→ Task to carry out: Only a number is wanted here: the number of lines of the data that include "Black".

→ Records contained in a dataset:
>>>>>

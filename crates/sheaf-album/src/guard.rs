//! Re-entrancy gate for one-at-a-time actions

use std::sync::Arc;
use std::sync::atomic::{AtomicBool, Ordering};

/// Non-blocking binary gate.
///
/// `try_acquire` never waits: while a permit is live, every further call
/// returns `None` and the caller drops its trigger on the floor. Clones
/// share the same gate.
#[derive(Debug, Clone, Default)]
pub struct SingleFlight {
    busy: Arc<AtomicBool>,
}

impl SingleFlight {
    pub fn new() -> Self {
        Self::default()
    }

    /// Claim the gate if it is free.
    pub fn try_acquire(&self) -> Option<FlightPermit> {
        self.busy
            .compare_exchange(false, true, Ordering::Acquire, Ordering::Relaxed)
            .ok()
            .map(|_| FlightPermit {
                busy: Arc::clone(&self.busy),
            })
    }

    pub fn is_busy(&self) -> bool {
        self.busy.load(Ordering::Relaxed)
    }
}

/// Live claim on a [`SingleFlight`] gate. Dropping the permit releases
/// the gate on every exit path, unwinding included.
#[derive(Debug)]
pub struct FlightPermit {
    busy: Arc<AtomicBool>,
}

impl Drop for FlightPermit {
    fn drop(&mut self) {
        self.busy.store(false, Ordering::Release);
    }
}
//! Background catalog. Pure lookups; the star field is generated on demand.

use crate::color::Rgb;
use glam::Vec3;
use rand::rngs::StdRng;
use rand::{Rng, SeedableRng};

#[derive(Debug, Clone, Copy, PartialEq, Eq, Hash, Default)]
pub enum BackgroundId {
    #[default]
    White,
    Gray,
    Black,
    Space,
}

#[derive(Debug)]
pub struct BackgroundSpec {
    pub id: BackgroundId,
    pub display_name: &'static str,
    pub color: Rgb,
    pub stars_enabled: bool,
}

static BACKGROUNDS: [BackgroundSpec; 4] = [
    BackgroundSpec {
        id: BackgroundId::White,
        display_name: "White",
        color: Rgb::from_hex(0xffffff),
        stars_enabled: false,
    },
    BackgroundSpec {
        id: BackgroundId::Gray,
        display_name: "Gray",
        color: Rgb::from_hex(0x808080),
        stars_enabled: false,
    },
    BackgroundSpec {
        id: BackgroundId::Black,
        display_name: "Black",
        color: Rgb::from_hex(0x000000),
        stars_enabled: false,
    },
    BackgroundSpec {
        id: BackgroundId::Space,
        display_name: "Space",
        color: Rgb::from_hex(0x000000),
        stars_enabled: true,
    },
];

pub fn backgrounds() -> &'static [BackgroundSpec] {
    &BACKGROUNDS
}

impl BackgroundId {
    pub fn spec(self) -> &'static BackgroundSpec {
        &BACKGROUNDS[self as usize]
    }
}

/// Shell of points between `radius` and `radius + depth`.
#[derive(Debug, Clone, Copy, PartialEq)]
pub struct StarField {
    pub radius: f32,
    pub depth: f32,
    pub count: usize,
    /// Point size multiplier.
    pub factor: f32,
}

impl Default for StarField {
    fn default() -> Self {
        Self {
            radius: 100.0,
            depth: 50.0,
            count: 5000,
            factor: 4.0,
        }
    }
}

impl StarField {
    /// Deterministic for a given seed.
    pub fn positions(&self, seed: u64) -> Vec<Vec3> {
        let mut rng = StdRng::seed_from_u64(seed);
        (0..self.count)
            .map(|_| {
                let distance = self.radius + self.depth * rng.gen::<f32>();
                let z: f32 = rng.gen_range(-1.0..=1.0);
                let theta: f32 = rng.gen_range(0.0..std::f32::consts::TAU);
                let ring = (1.0 - z * z).max(0.0).sqrt();
                Vec3::new(ring * theta.cos(), ring * theta.sin(), z) * distance
            })
            .collect()
    }
}

#[cfg(test)]
mod tests {
    use super::*;

    #[test]
    fn only_space_has_stars() {
        for spec in backgrounds() {
            assert_eq!(spec.id.spec().display_name, spec.display_name);
            assert_eq!(spec.stars_enabled, spec.id == BackgroundId::Space);
        }
        assert_eq!(BackgroundId::Gray.spec().color.to_hex(), 0x808080);
    }

    #[test]
    fn stars_sit_in_the_shell() {
        let field = StarField {
            count: 200,
            ..Default::default()
        };
        let stars = field.positions(7);
        assert_eq!(stars.len(), 200);
        for star in &stars {
            let distance = star.length();
            assert!(distance >= 99.9 && distance <= 150.1, "{}", distance);
        }
        assert_eq!(stars, field.positions(7));
    }
}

<<<<<

→ Reply: 3